Scoprire di essere positivi al Covid-19, soprattutto quando si è asitomatici, può essere destabilizzante. Oltre a non farsi prendere dal panico, però, rimane strettamente necessario non andare nei pronto soccorso, se non si ha una sintomatologia tale da richiedere il ricovero in ospedale. Gli eventuali sintomi, così come lo stato generale di salute, chiaramente, vanno monitorati: fondamentale, però, è affidarsi al proprio medico curante – spiega Francesco Landi, docente di medicina interna all’Università Cattolica e responsabile del Day Hospital post-Covid al Policlinico Gemelli, ai giornalisti de La Repubblica.

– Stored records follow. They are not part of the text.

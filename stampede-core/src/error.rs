use crate::auth::AuthSetupError;
use crate::script::ScriptError;
use crate::thresholds::ThresholdError;

pub type Result<T> = std::result::Result<T, Error>;

/// Stage of a run an error belongs to.
#[derive(Debug, Clone, Copy, PartialEq, Eq, Hash, strum::Display, strum::AsRefStr)]
#[strum(serialize_all = "lowercase")]
pub enum RunPhase {
    Config,
    Setup,
    Run,
    Teardown,
}

#[derive(Debug, thiserror::Error)]
pub enum Error {
    #[error("task join error: {0}")]
    Join(#[from] tokio::task::JoinError),

    #[error("`vus` must be a positive integer")]
    InvalidVus,

    #[error("`iterations` must be a positive integer")]
    InvalidIterations,

    #[error(
        "invalid `executor` `{0}` (expected `constant-vus`, `ramping-vus`, `constant-arrival-rate`, or `ramping-arrival-rate`)"
    )]
    InvalidExecutor(String),

    #[error("`stages` must be a non-empty array of {{ duration, target }}")]
    InvalidStages,

    #[error("`rate` must be a positive integer")]
    InvalidRate,

    #[error("`time_unit` must be a positive duration")]
    InvalidTimeUnit,

    #[error("`pre_allocated_vus` must be a positive integer")]
    InvalidPreAllocatedVus,

    #[error("`max_vus` must be >= `pre_allocated_vus`")]
    InvalidMaxVus,

    #[error("scenario `{0}` needs a positive `duration`")]
    InvalidDuration(String),

    #[error("`pacing` is only supported by closed-model executors (scenario `{0}`)")]
    InvalidPacing(String),

    #[error("duplicate scenario name `{0}`")]
    DuplicateScenario(String),

    #[error("no scenarios configured")]
    NoScenarios,

    #[error("`threshold_interval` must be a positive duration")]
    InvalidThresholdInterval,

    #[error("`request_timeout` must be a positive duration")]
    InvalidRequestTimeout,

    #[error("invalid metric declaration: {0}")]
    Metrics(#[from] stampede_metrics::Error),

    #[error(transparent)]
    Threshold(#[from] ThresholdError),

    #[error(transparent)]
    AuthSetup(#[from] AuthSetupError),

    #[error("setup failed: {0}")]
    Setup(#[source] ScriptError),
}

impl Error {
    #[must_use]
    pub fn phase(&self) -> RunPhase {
        match self {
            Self::Join(_) => RunPhase::Run,
            Self::AuthSetup(_) | Self::Setup(_) => RunPhase::Setup,
            Self::InvalidVus
            | Self::InvalidIterations
            | Self::InvalidExecutor(_)
            | Self::InvalidStages
            | Self::InvalidRate
            | Self::InvalidTimeUnit
            | Self::InvalidPreAllocatedVus
            | Self::InvalidMaxVus
            | Self::InvalidDuration(_)
            | Self::InvalidPacing(_)
            | Self::DuplicateScenario(_)
            | Self::NoScenarios
            | Self::InvalidThresholdInterval
            | Self::InvalidRequestTimeout
            | Self::Metrics(_)
            | Self::Threshold(_) => RunPhase::Config,
        }
    }
}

Monitorare i sintomi e areare gli ambienti

Nella maggioranza dei casi in cui si assiste a un Covid-positivo domiciliato, non è necessaria alcun tipo di terapia. Del resto, sono moltissime le persone asintomatiche  paucisintomatiche, e cioè con sintomi talmente lievi da non richiedere alcuna prescrizione. Tuttavia, è utile e importante monitorare regolarmente il proprio stato di salute, così come i propri sintomi (anche se lievi), per scongiurare ogni tipo di aggravamento.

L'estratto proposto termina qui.